## WORK ITEM
Please state how many lines in the records that follow include "stream", with no other output.

____

//! # Rotcheck Platform
//!
//! Platform-specific free space queries.
//!
//! Fill mode needs to know how many bytes the volume holding the target file can
//! still accept. This crate answers that question with `statvfs` on Unix and
//! `GetDiskFreeSpaceExW` on Windows. Both report the space available to the
//! calling user, which excludes blocks reserved for root.

#![warn(missing_docs)]
#![warn(clippy::all)]

use std::path::Path;
use thiserror::Error;

/// Platform-specific errors
#[derive(Error, Debug)]
pub enum PlatformError {
    /// IO operation failed
    #[error("IO error: {0}")]
    Io(#[from] std::io::Error),

    /// Path does not exist
    #[error("Path not found: {0}")]
    NotFound(String),

    /// Path cannot be passed to the operating system
    #[error("Invalid path: {0}")]
    InvalidPath(String),

    /// Operation not supported on this platform
    #[error("Not supported: {0}")]
    NotSupported(String),
}

impl From<PlatformError> for std::io::Error {
    fn from(err: PlatformError) -> Self {
        match err {
            PlatformError::Io(e) => e,
            PlatformError::NotFound(msg) => std::io::Error::new(std::io::ErrorKind::NotFound, msg),
            PlatformError::InvalidPath(msg) => {
                std::io::Error::new(std::io::ErrorKind::InvalidInput, msg)
            }
            PlatformError::NotSupported(msg) => {
                std::io::Error::new(std::io::ErrorKind::Unsupported, msg)
            }
        }
    }
}

/// Result type for platform operations
pub type Result<T> = std::result::Result<T, PlatformError>;

/// Capacity of the volume holding a path
#[derive(Debug, Clone, Copy, PartialEq, Eq)]
pub struct SpaceInfo {
    /// Bytes the calling user can still write
    pub available: u64,

    /// Total size of the volume in bytes
    pub total: u64,
}

impl SpaceInfo {
    /// Bytes already in use (including space reserved for other users)
    pub fn used(&self) -> u64 {
        self.total.saturating_sub(self.available)
    }
}

/// Convert an OS error for `path` into a [`PlatformError`]
pub(crate) fn os_error(path: &Path, err: std::io::Error) -> PlatformError {
    match err.kind() {
        std::io::ErrorKind::NotFound => PlatformError::NotFound(path.display().to_string()),
        _ => PlatformError::Io(err),
    }
}

// Platform-specific implementations
cfg_if::cfg_if! {
    if #[cfg(unix)] {
        mod unix;
        use unix::query_space;
    } else if #[cfg(windows)] {
        mod windows;
        use windows::query_space;
    } else {
        fn query_space(_path: &Path) -> Result<SpaceInfo> {
            Err(PlatformError::NotSupported("Platform not supported".to_string()))
        }
    }
}

/// Query capacity of the volume holding `path` (a file or directory that exists)
pub fn space_info(path: &Path) -> Result<SpaceInfo> {
    let info = query_space(path)?;
    tracing::trace!(
        "Space on {:?}: {} available of {}",
        path,
        info.available,
        info.total
    );
    Ok(info)
}

/// Bytes the calling user can still write to the volume holding `path`
pub fn available_space(path: &Path) -> Result<u64> {
    space_info(path).map(|info| info.available)
}

// ============================================================================
// UNIT TESTS
// ============================================================================
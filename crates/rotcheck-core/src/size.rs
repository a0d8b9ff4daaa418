//! Size and write-directive parsing
//!
//! Accepted forms (case-insensitive, surrounding whitespace ignored):
//! - `fill`, `full`, `free`: consume all free space on the destination volume
//! - a number with an optional fraction (`500`, `1.5`) followed by an optional unit:
//!   decimal `K`, `M`, `G`, `T`, binary `Ki`, `Mi`, `Gi`, `Ti` (each optionally
//!   followed by `B`), or `B` for raw bytes
//!
//! A bare number on the command line means decimal gigabytes.

use crate::error::{Error, Result};
use std::fmt;

const KILO: u64 = 1000;
const KIBI: u64 = 1024;

/// Unit applied by [`parse_size`] when no suffix is given (decimal giga)
pub const DEFAULT_UNIT: u64 = KILO * KILO * KILO;

/// Longest fraction accepted after the decimal point
const MAX_FRACTION_DIGITS: u32 = 18;

/// What the write phase should produce
#[derive(Debug, Clone, Copy, PartialEq, Eq)]
pub enum WriteTarget {
    /// Write exactly this many bytes
    Bytes(u64),
    /// Write until the destination volume has no space left
    Fill,
}

impl fmt::Display for WriteTarget {
    fn fmt(&self, f: &mut fmt::Formatter<'_>) -> fmt::Result {
        match self {
            WriteTarget::Bytes(n) => write!(f, "{} bytes", n),
            WriteTarget::Fill => write!(f, "all free space"),
        }
    }
}

impl std::str::FromStr for WriteTarget {
    type Err = Error;

    fn from_str(s: &str) -> Result<Self> {
        parse_write_target(s)
    }
}

/// Parse a write directive: a size or one of the fill sentinels
pub fn parse_write_target(s: &str) -> Result<WriteTarget> {
    match s.trim().to_lowercase().as_str() {
        "fill" | "full" | "free" => Ok(WriteTarget::Fill),
        _ => parse_size(s).map(WriteTarget::Bytes),
    }
}

/// Parse a size string like "10G", "1.5Gi", "4096B" into bytes.
///
/// A number without a unit is taken as decimal gigabytes.
pub fn parse_size(s: &str) -> Result<u64> {
    parse_size_with_default_unit(s, DEFAULT_UNIT)
}

/// Parse a size string, applying `default_unit` when no suffix is present
pub fn parse_size_with_default_unit(s: &str, default_unit: u64) -> Result<u64> {
    let trimmed = s.trim();
    if trimmed.is_empty() {
        return Err(Error::InvalidSize("empty string".to_string()));
    }

    let split_pos = trimmed
        .find(|c: char| !(c.is_ascii_digit() || c == '.'))
        .unwrap_or(trimmed.len());
    let (num_str, suffix) = trimmed.split_at(split_pos);

    let multiplier = unit_multiplier(suffix.trim(), default_unit)
        .ok_or_else(|| Error::InvalidSize(format!("unknown unit in '{}'", trimmed)))?;

    let (int_str, frac_str) = match num_str.split_once('.') {
        Some((int, frac)) => (int, frac),
        None => (num_str, ""),
    };

    if int_str.is_empty() && frac_str.is_empty() {
        return Err(Error::InvalidSize(format!("missing number in '{}'", trimmed)));
    }
    if frac_str.contains('.') || frac_str.len() > MAX_FRACTION_DIGITS as usize {
        return Err(Error::InvalidSize(format!("malformed number in '{}'", trimmed)));
    }

    let too_large = || Error::InvalidSize(format!("'{}' is too large", trimmed));

    let int: u128 = if int_str.is_empty() {
        0
    } else {
        int_str.parse().map_err(|_| too_large())?
    };

    let mut bytes = int.checked_mul(u128::from(multiplier)).ok_or_else(too_large)?;

    if !frac_str.is_empty() {
        let frac: u128 = frac_str
            .parse()
            .map_err(|_| Error::InvalidSize(format!("malformed number in '{}'", trimmed)))?;
        let scale = 10u128.pow(frac_str.len() as u32);
        bytes = bytes
            .checked_add(frac * u128::from(multiplier) / scale)
            .ok_or_else(too_large)?;
    }

    u64::try_from(bytes).map_err(|_| too_large())
}

fn unit_multiplier(suffix: &str, default_unit: u64) -> Option<u64> {
    let multiplier = match suffix.to_lowercase().as_str() {
        "" => default_unit,
        "b" => 1,
        "k" | "kb" => KILO,
        "m" | "mb" => KILO.pow(2),
        "g" | "gb" => KILO.pow(3),
        "t" | "tb" => KILO.pow(4),
        "ki" | "kib" => KIBI,
        "mi" | "mib" => KIBI.pow(2),
        "gi" | "gib" => KIBI.pow(3),
        "ti" | "tib" => KIBI.pow(4),
        _ => return None,
    };
    Some(multiplier)
}

/// Format bytes as a human-readable decimal size
pub fn format_size(bytes: u64) -> String {
    const KB: u64 = 1000;
    const MB: u64 = KB * 1000;
    const GB: u64 = MB * 1000;
    const TB: u64 = GB * 1000;

    if bytes >= TB {
        format!("{:.2} TB", bytes as f64 / TB as f64)
    } else if bytes >= GB {
        format!("{:.2} GB", bytes as f64 / GB as f64)
    } else if bytes >= MB {
        format!("{:.2} MB", bytes as f64 / MB as f64)
    } else if bytes >= KB {
        format!("{:.2} kB", bytes as f64 / KB as f64)
    } else {
        format!("{} B", bytes)
    }
}
//! CLI command implementations

pub mod config;
pub mod run;
//! # Rotcheck Core
//!
//! Generation and verification engine for the rotcheck storage integrity tester.
//!
//! A run writes a deterministic pseudo-random stream to a file, then re-derives the
//! same stream and compares it against what the storage returns. Every mismatching
//! byte is folded into a 32-bit [`Signature`], so repeated passes over the same
//! defect produce the same value.
//!
//! ## Modules
//!
//! - `generator`: Deterministic xorshift stream
//! - `writer`: Chunked write engine with fill mode and disk-full degradation
//! - `verifier`: Read-back comparison and mismatch accounting
//! - `signature`: CRC-32 fingerprint of the mismatch set
//! - `throughput`: Outlier-trimmed speed estimation and progress thresholds
//! - `runner`: Write, verify, delete sequencing
//! - `size`: Size and write directive parsing
//! - `error`: Error types and result aliases
//! - `config`: Runtime configuration
//! - `settings`: Persistent user settings from configuration file
//!
//! ## Example
//!
//! ```ignore
//! use rotcheck_core::{Config, RunPlan, TestRunner, WriteTarget};
//!
//! let plan = RunPlan::check("/mnt/usb/rotcheck.dat", WriteTarget::Bytes(1 << 30));
//! let report = TestRunner::new(Config::default(), Box::new(free_space)).run(&plan)?;
//!
//! if let Some(v) = &report.verification {
//!     println!("{} mismatches, signature {}", v.mismatches, v.signature);
//! }
//! std::process::exit(report.exit_code());
//! ```

#![warn(missing_docs)]
#![warn(clippy::all)]

pub mod config;
pub mod error;
pub mod generator;
pub mod runner;
pub mod settings;
pub mod signature;
pub mod size;
pub mod throughput;
pub mod verifier;
pub mod writer;

pub use config::{
    Config, CHUNK_ALIGNMENT, DEFAULT_CHUNK_SIZE, DEFAULT_PROGRESS_INTERVAL, MAX_CHUNK_SIZE,
    MIN_CHUNK_SIZE,
};
pub use error::{Error, Result};
pub use generator::{Generator, BLOCK_SIZE};
pub use runner::{Outcome, RunPlan, RunReport, TestRunner, EXIT_MISMATCHES};
pub use settings::{BehaviorSettings, Settings, SettingsError, TestSettings};
pub use signature::{Signature, SignatureBuilder};
pub use size::{format_size, parse_size, parse_write_target, WriteTarget};
pub use throughput::{format_duration, format_speed, trimmed_mean, ThroughputEstimator};
pub use verifier::{
    compare_chunk, Mismatch, MismatchLog, VerificationProgress, VerificationResult, Verifier,
    VerifyConfig, MAX_REPORTED_MISMATCHES,
};
pub use writer::{
    FreeSpace, StopReason, WriteConfig, WriteProgress, WriteResult, Writer, DISK_FULL_SHRINK_STEP,
};
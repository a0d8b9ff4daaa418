//! Error types for the rotcheck core library

use thiserror::Error;

/// Main error type for rotcheck operations
#[derive(Error, Debug)]
pub enum Error {
    /// An argument violated an engine precondition (e.g. unaligned buffer length)
    #[error("Invalid argument: {0}")]
    InvalidArgument(String),

    /// Malformed size or write directive
    #[error("Invalid size: {0}")]
    InvalidSize(String),

    /// Invalid configuration
    #[error("Invalid configuration: {0}")]
    InvalidConfig(String),

    /// IO error during read/write operations
    #[error("IO error: {0}")]
    Io(#[from] std::io::Error),

    /// Target file exists and overwriting was not allowed
    #[error("Target already exists: {0}")]
    TargetExists(String),

    /// Target file to verify does not exist
    #[error("Target not found: {0}")]
    TargetNotFound(String),

    /// The file ended before its recorded length was read back
    #[error("Unexpected end of file at offset {offset}: expected {expected} bytes")]
    UnexpectedEof {
        /// Offset where reading stopped
        offset: u64,
        /// Length the file was expected to have
        expected: u64,
    },

    /// Operation was cancelled
    #[error("Operation cancelled")]
    Cancelled,
}

/// Result type alias using the rotcheck error type
pub type Result<T> = std::result::Result<T, Error>;
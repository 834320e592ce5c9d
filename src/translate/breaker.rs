//! Global rate-limit circuit breaker. A single 429 from the endpoint
//! suspends every outbound translation for the cooldown window; visitors
//! see source text instead of errors. The deadline is persisted in the
//! durable store so a restart inside the cooldown stays quiet.

use std::sync::atomic::{AtomicU64, Ordering};
use std::sync::Arc;
use std::time::Duration;

use tracing::{info, warn};

use crate::store::KeyValueStore;

/// Fixed store key for the cooldown deadline (epoch milliseconds, 0 means
/// the breaker is closed).
const RATE_LIMIT_KEY: &str = "trans:rate-limited-until";

pub struct RateLimitBreaker {
    limited_until_ms: AtomicU64,
    cooldown: Duration,
    store: Arc<dyn KeyValueStore>,
}

impl RateLimitBreaker {
    /// Load breaker state from the store. A deadline written by a previous
    /// process keeps the breaker open here too.
    pub fn new(store: Arc<dyn KeyValueStore>, cooldown: Duration) -> Self {
        let persisted = store
            .get(RATE_LIMIT_KEY)
            .and_then(|v| v.parse::<u64>().ok())
            .unwrap_or(0);
        Self {
            limited_until_ms: AtomicU64::new(persisted),
            cooldown,
            store,
        }
    }

    /// True while the cooldown deadline is in the future.
    pub fn is_open(&self) -> bool {
        now_ms() < self.limited_until_ms.load(Ordering::SeqCst)
    }

    /// Open the breaker for the full cooldown window, durably.
    pub fn trip(&self) {
        let until = now_ms() + self.cooldown.as_millis() as u64;
        self.limited_until_ms.store(until, Ordering::SeqCst);
        self.store.set(RATE_LIMIT_KEY, &until.to_string());
        warn!(
            cooldown_secs = self.cooldown.as_secs(),
            "endpoint rate-limited, suspending all translation"
        );
    }

    /// Close the breaker. Only the explicit reset path calls this; an
    /// elapsed deadline closes it implicitly.
    pub fn reset(&self) {
        self.limited_until_ms.store(0, Ordering::SeqCst);
        self.store.set(RATE_LIMIT_KEY, "0");
        info!("rate-limit breaker reset");
    }
}

/// Current time as epoch milliseconds.
fn now_ms() -> u64 {
    std::time::SystemTime::now()
        .duration_since(std::time::UNIX_EPOCH)
        .unwrap_or_default()
        .as_millis() as u64
}

#[cfg(test)]
mod tests {
    use super::*;
    use crate::store::MemoryStore;

    #[test]
    fn closed_by_default() {
        let breaker = RateLimitBreaker::new(Arc::new(MemoryStore::new()), Duration::from_secs(60));
        assert!(!breaker.is_open());
    }

    #[test]
    fn trip_opens_until_deadline() {
        let breaker = RateLimitBreaker::new(Arc::new(MemoryStore::new()), Duration::from_secs(60));
        breaker.trip();
        assert!(breaker.is_open());
    }

    #[test]
    fn deadline_expiry_closes_without_reset() {
        let breaker =
            RateLimitBreaker::new(Arc::new(MemoryStore::new()), Duration::from_millis(30));
        breaker.trip();
        assert!(breaker.is_open());
        std::thread::sleep(Duration::from_millis(60));
        assert!(!breaker.is_open());
    }

    #[test]
    fn deadline_survives_a_new_instance_over_the_same_store() {
        let store = Arc::new(MemoryStore::new());
        let first = RateLimitBreaker::new(
            Arc::clone(&store) as Arc<dyn KeyValueStore>,
            Duration::from_secs(60),
        );
        first.trip();

        let second = RateLimitBreaker::new(store, Duration::from_secs(60));
        assert!(second.is_open());
    }

    #[test]
    fn reset_closes_and_persists_the_closed_state() {
        let store = Arc::new(MemoryStore::new());
        let first = RateLimitBreaker::new(
            Arc::clone(&store) as Arc<dyn KeyValueStore>,
            Duration::from_secs(60),
        );
        first.trip();
        first.reset();
        assert!(!first.is_open());

        let second = RateLimitBreaker::new(store, Duration::from_secs(60));
        assert!(!second.is_open());
    }

    #[test]
    fn garbage_in_the_store_reads_as_closed() {
        let store = Arc::new(MemoryStore::new());
        store.set(RATE_LIMIT_KEY, "not a number");
        let breaker = RateLimitBreaker::new(store, Duration::from_secs(60));
        assert!(!breaker.is_open());
    }
}
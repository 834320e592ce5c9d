//! Engine configuration. Defaults reproduce the production policy; tests
//! and embedders override individual fields.

use std::path::Path;
use std::time::Duration;

use serde::{Deserialize, Serialize};

/// Policy knobs for the translation engine. All fields have defaults, so a
/// config file only needs the keys it changes.
#[derive(Debug, Clone, Serialize, Deserialize)]
#[serde(default)]
pub struct TranslationConfig {
    /// Base URL of the translation endpoint.
    pub api_url: String,
    /// Source language assumed when the caller does not name one.
    pub default_source_lang: String,
    /// Total network attempts per translation. Only transport and
    /// JSON-syntax failures consume extra attempts.
    pub max_attempts: u32,
    /// Delay before the first retry. Doubles after every failed attempt.
    pub backoff_base_ms: u64,
    /// How long all outbound translation stays suspended after the endpoint
    /// answers 429.
    pub rate_limit_cooldown_secs: u64,
    /// Provider calls allowed on the wire at once. 1 serializes everything.
    pub max_concurrent_requests: usize,
    /// Per-request HTTP timeout.
    pub request_timeout_secs: u64,
}

impl Default for TranslationConfig {
    fn default() -> Self {
        Self {
            api_url: "https://api.mymemory.translated.net/get".to_string(),
            default_source_lang: "en".to_string(),
            max_attempts: 2,
            backoff_base_ms: 1200,
            rate_limit_cooldown_secs: 30 * 60,
            max_concurrent_requests: 1,
            request_timeout_secs: 10,
        }
    }
}

impl TranslationConfig {
    /// Load configuration from a JSON file. Missing keys keep their defaults.
    pub fn from_json_file(path: &Path) -> Result<Self, ConfigError> {
        let content = std::fs::read_to_string(path)?;
        Ok(serde_json::from_str(&content)?)
    }

    pub fn backoff_base(&self) -> Duration {
        Duration::from_millis(self.backoff_base_ms)
    }

    pub fn cooldown(&self) -> Duration {
        Duration::from_secs(self.rate_limit_cooldown_secs)
    }

    pub fn request_timeout(&self) -> Duration {
        Duration::from_secs(self.request_timeout_secs)
    }
}

#[derive(Debug)]
pub enum ConfigError {
    Io(std::io::Error),
    Parse(serde_json::Error),
}

impl std::fmt::Display for ConfigError {
    fn fmt(&self, f: &mut std::fmt::Formatter<'_>) -> std::fmt::Result {
        match self {
            ConfigError::Io(e) => write!(f, "config io error: {e}"),
            ConfigError::Parse(e) => write!(f, "config parse error: {e}"),
        }
    }
}

impl From<std::io::Error> for ConfigError {
    fn from(e: std::io::Error) -> Self {
        ConfigError::Io(e)
    }
}

impl From<serde_json::Error> for ConfigError {
    fn from(e: serde_json::Error) -> Self {
        ConfigError::Parse(e)
    }
}

impl std::error::Error for ConfigError {}

#[cfg(test)]
mod tests {
    use super::*;

    #[test]
    fn defaults_match_production_policy() {
        let config = TranslationConfig::default();
        assert_eq!(config.max_attempts, 2);
        assert_eq!(config.backoff_base_ms, 1200);
        assert_eq!(config.rate_limit_cooldown_secs, 1800);
        assert_eq!(config.max_concurrent_requests, 1);
        assert_eq!(config.default_source_lang, "en");
        assert!(config.api_url.contains("mymemory"));
    }

    #[test]
    fn partial_json_keeps_defaults_for_missing_keys() {
        let config: TranslationConfig =
            serde_json::from_str(r#"{"max_attempts": 4, "default_source_lang": "de"}"#).unwrap();
        assert_eq!(config.max_attempts, 4);
        assert_eq!(config.default_source_lang, "de");
        assert_eq!(config.backoff_base_ms, 1200);
        assert_eq!(config.max_concurrent_requests, 1);
    }

    #[test]
    fn duration_helpers_convert_units() {
        let config = TranslationConfig::default();
        assert_eq!(config.backoff_base(), Duration::from_millis(1200));
        assert_eq!(config.cooldown(), Duration::from_secs(1800));
        assert_eq!(config.request_timeout(), Duration::from_secs(10));
    }

    #[test]
    fn file_load_reports_missing_path_as_io() {
        let err = TranslationConfig::from_json_file(Path::new("/nonexistent/translator.json"))
            .unwrap_err();
        assert!(matches!(err, ConfigError::Io(_)));
    }

    #[test]
    fn file_load_reports_bad_json_as_parse() {
        let path = std::env::temp_dir().join("content-translator-bad-config.json");
        std::fs::write(&path, "not json at all").unwrap();
        let err = TranslationConfig::from_json_file(&path).unwrap_err();
        assert!(matches!(err, ConfigError::Parse(_)));
        let _ = std::fs::remove_file(&path);
    }
}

____

## RESPONSE BOX
3